VANCOUVER – Telus says board approval of its two-for-one stock split of its common shares will enhance its trading liquidity and improve share affordability. The move will double the number of shares outstanding to approximately $653.6 million, but cut each one’s price in half.
“This two-for-one stock split builds on Telus’ excellent track record in respect of shareholder friendly initiatives. Notably, it will enhance our share trading liquidity and improve the affordability of our shares for retail investors,” said Darren Entwistle, president and CEO, Telus, in a release.
On April 16, 2013, Telus shareholders will receive one additional share for each share owned on the record date of April 15, 2013, subject to completion and approval of regulatory filings with the Toronto Stock Exchange (TSX) and New York Stock Exchange (NYSE). Telus common shares after the stock split are expected to commence trading on or about April 17, 2013 on the TSX and the NYSE.

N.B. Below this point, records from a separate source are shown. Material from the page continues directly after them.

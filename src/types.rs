//! Core types for clean-audio
//!
//! Mirrors the subset of the Auphonic JSON API consumed by this tool. All
//! responses arrive wrapped in an envelope object whose `data` field carries
//! the payload.

use serde::{Deserialize, Serialize};

/// Generic response envelope used by every API endpoint
#[derive(Clone, Debug, Deserialize)]
pub struct Envelope<T> {
    /// The actual payload; absent on some error responses
    pub data: Option<T>,
}

/// A server-stored configuration profile, fetched fresh each run
#[derive(Clone, Debug, Serialize, Deserialize)]
pub struct Preset {
    /// Opaque identifier used when creating a production
    pub uuid: String,
    /// Human-readable name matched exactly against the CLI argument
    pub preset_name: String,
}

/// A remote processing job created by the upload
#[derive(Clone, Debug, Deserialize)]
pub struct Production {
    /// Opaque job identifier; immutable for the rest of the run
    ///
    /// Optional because a malformed creation response may omit it; the
    /// submitter turns that into a distinct fatal error.
    pub uuid: Option<String>,
    /// Title the server recorded for the job
    pub title: Option<String>,
}

/// Production status code as reported by the status endpoint
///
/// The numeric codes are the server's: 1 waiting, 2 processing, 3 done,
/// 4 audio processing, 5 error. Codes outside that set deserialize to
/// [`StatusCode::Unknown`] so new server-side codes never break parsing.
#[derive(Clone, Copy, Debug, PartialEq, Eq)]
pub enum StatusCode {
    /// Queued server-side, not yet started
    Waiting,
    /// Main processing in progress
    Processing,
    /// Terminal success; output files are available
    Done,
    /// Audio-stage processing in progress
    AudioProcessing,
    /// Terminal failure
    Error,
    /// Any code this client does not recognize
    Unknown(i64),
}

impl StatusCode {
    /// Convert the raw integer code to a StatusCode
    pub fn from_code(code: i64) -> Self {
        match code {
            1 => StatusCode::Waiting,
            2 => StatusCode::Processing,
            3 => StatusCode::Done,
            4 => StatusCode::AudioProcessing,
            5 => StatusCode::Error,
            other => StatusCode::Unknown(other),
        }
    }

    /// The raw integer code
    pub fn code(&self) -> i64 {
        match self {
            StatusCode::Waiting => 1,
            StatusCode::Processing => 2,
            StatusCode::Done => 3,
            StatusCode::AudioProcessing => 4,
            StatusCode::Error => 5,
            StatusCode::Unknown(other) => *other,
        }
    }

    /// True for the codes that mean the job is still running
    pub fn is_in_progress(&self) -> bool {
        matches!(
            self,
            StatusCode::Waiting | StatusCode::Processing | StatusCode::AudioProcessing
        )
    }

    /// True for the codes from which no further transition occurs
    pub fn is_terminal(&self) -> bool {
        matches!(self, StatusCode::Done | StatusCode::Error)
    }
}

impl std::fmt::Display for StatusCode {
    fn fmt(&self, f: &mut std::fmt::Formatter<'_>) -> std::fmt::Result {
        let name = match self {
            StatusCode::Waiting => "waiting",
            StatusCode::Processing => "processing",
            StatusCode::Done => "done",
            StatusCode::AudioProcessing => "audio processing",
            StatusCode::Error => "error",
            StatusCode::Unknown(code) => return write!(f, "unknown ({code})"),
        };
        f.write_str(name)
    }
}

impl<'de> Deserialize<'de> for StatusCode {
    fn deserialize<D>(deserializer: D) -> Result<Self, D::Error>
    where
        D: serde::Deserializer<'de>,
    {
        let code = i64::deserialize(deserializer)?;
        Ok(StatusCode::from_code(code))
    }
}

impl Serialize for StatusCode {
    fn serialize<S>(&self, serializer: S) -> Result<S::Ok, S::Error>
    where
        S: serde::Serializer,
    {
        serializer.serialize_i64(self.code())
    }
}

/// Payload of the status endpoint
#[derive(Clone, Debug, Deserialize)]
pub struct ProductionStatus {
    /// Current status code
    pub status: StatusCode,
    /// Server-side human-readable status name
    pub status_string: Option<String>,
}

/// One artifact produced by a completed production
///
/// Both fields are optional on the wire; descriptors missing either one are
/// skipped during download rather than failing the batch.
#[derive(Clone, Debug, Serialize, Deserialize)]
pub struct OutputFile {
    /// Pre-signed download URL
    pub download_url: Option<String>,
    /// Server-chosen filename for the artifact
    pub filename: Option<String>,
}

/// Full production resource, fetched after a terminal status
#[derive(Clone, Debug, Default, Deserialize)]
pub struct ProductionDetails {
    /// Artifacts available for download (empty until the job is done)
    #[serde(default)]
    pub output_files: Vec<OutputFile>,
    /// Short error description, present after a failed run
    pub error_summary: Option<String>,
    /// Detailed error description, present after a failed run
    pub error_message: Option<String>,
    /// Non-fatal warnings collected during processing
    pub warning_message: Option<String>,
}

#[cfg(test)]
mod tests {
    use super::*;

    #[test]
    fn status_code_known_values() {
        assert_eq!(StatusCode::from_code(1), StatusCode::Waiting);
        assert_eq!(StatusCode::from_code(2), StatusCode::Processing);
        assert_eq!(StatusCode::from_code(3), StatusCode::Done);
        assert_eq!(StatusCode::from_code(4), StatusCode::AudioProcessing);
        assert_eq!(StatusCode::from_code(5), StatusCode::Error);
        assert_eq!(StatusCode::from_code(9), StatusCode::Unknown(9));
    }

    #[test]
    fn status_code_round_trips_unknown() {
        let parsed: StatusCode = serde_json::from_str("42").unwrap();
        assert_eq!(parsed, StatusCode::Unknown(42));
        assert_eq!(serde_json::to_string(&parsed).unwrap(), "42");
    }

    #[test]
    fn status_predicates() {
        assert!(StatusCode::Waiting.is_in_progress());
        assert!(StatusCode::AudioProcessing.is_in_progress());
        assert!(!StatusCode::Done.is_in_progress());
        assert!(StatusCode::Done.is_terminal());
        assert!(StatusCode::Error.is_terminal());
        assert!(!StatusCode::Unknown(7).is_terminal());
        assert!(!StatusCode::Unknown(7).is_in_progress());
    }

    #[test]
    fn status_payload_deserializes() {
        let json = r#"{"status": 2, "status_string": "Processing"}"#;
        let status: ProductionStatus = serde_json::from_str(json).unwrap();
        assert_eq!(status.status, StatusCode::Processing);
        assert_eq!(status.status_string.as_deref(), Some("Processing"));
    }

    #[test]
    fn details_default_to_empty_outputs() {
        let details: ProductionDetails = serde_json::from_str("{}").unwrap();
        assert!(details.output_files.is_empty());
        assert!(details.error_summary.is_none());
    }

    #[test]
    fn envelope_tolerates_missing_data() {
        let envelope: Envelope<Production> = serde_json::from_str("{}").unwrap();
        assert!(envelope.data.is_none());
    }
}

Telus’ shareholder initiatives include:
- Exchanging on February 4, 2013 all of Telus’ 151 million non-voting shares on a one-for-one basis into common shares, providing enhanced trading volumes and marketability with the common shares being listed on the New York Stock Exchange for the first time;
- Delivering on our dividend growth model, a three-year program to increase share dividends by approximately 10% a year from 2011 through 2013. This growth model is supported by a long-term clear dividend payout guideline, which was recently increased 10 points to 65 to 75% of prospective EPS; and
- Providing investors, at our shareholder meeting of May 9, with an update on our dividend growth model for the next three year period of 2014 through 2016. Additionally, at the May 9 meeting, clarifying the company's intentions with respect to a multi-year share repurchase program.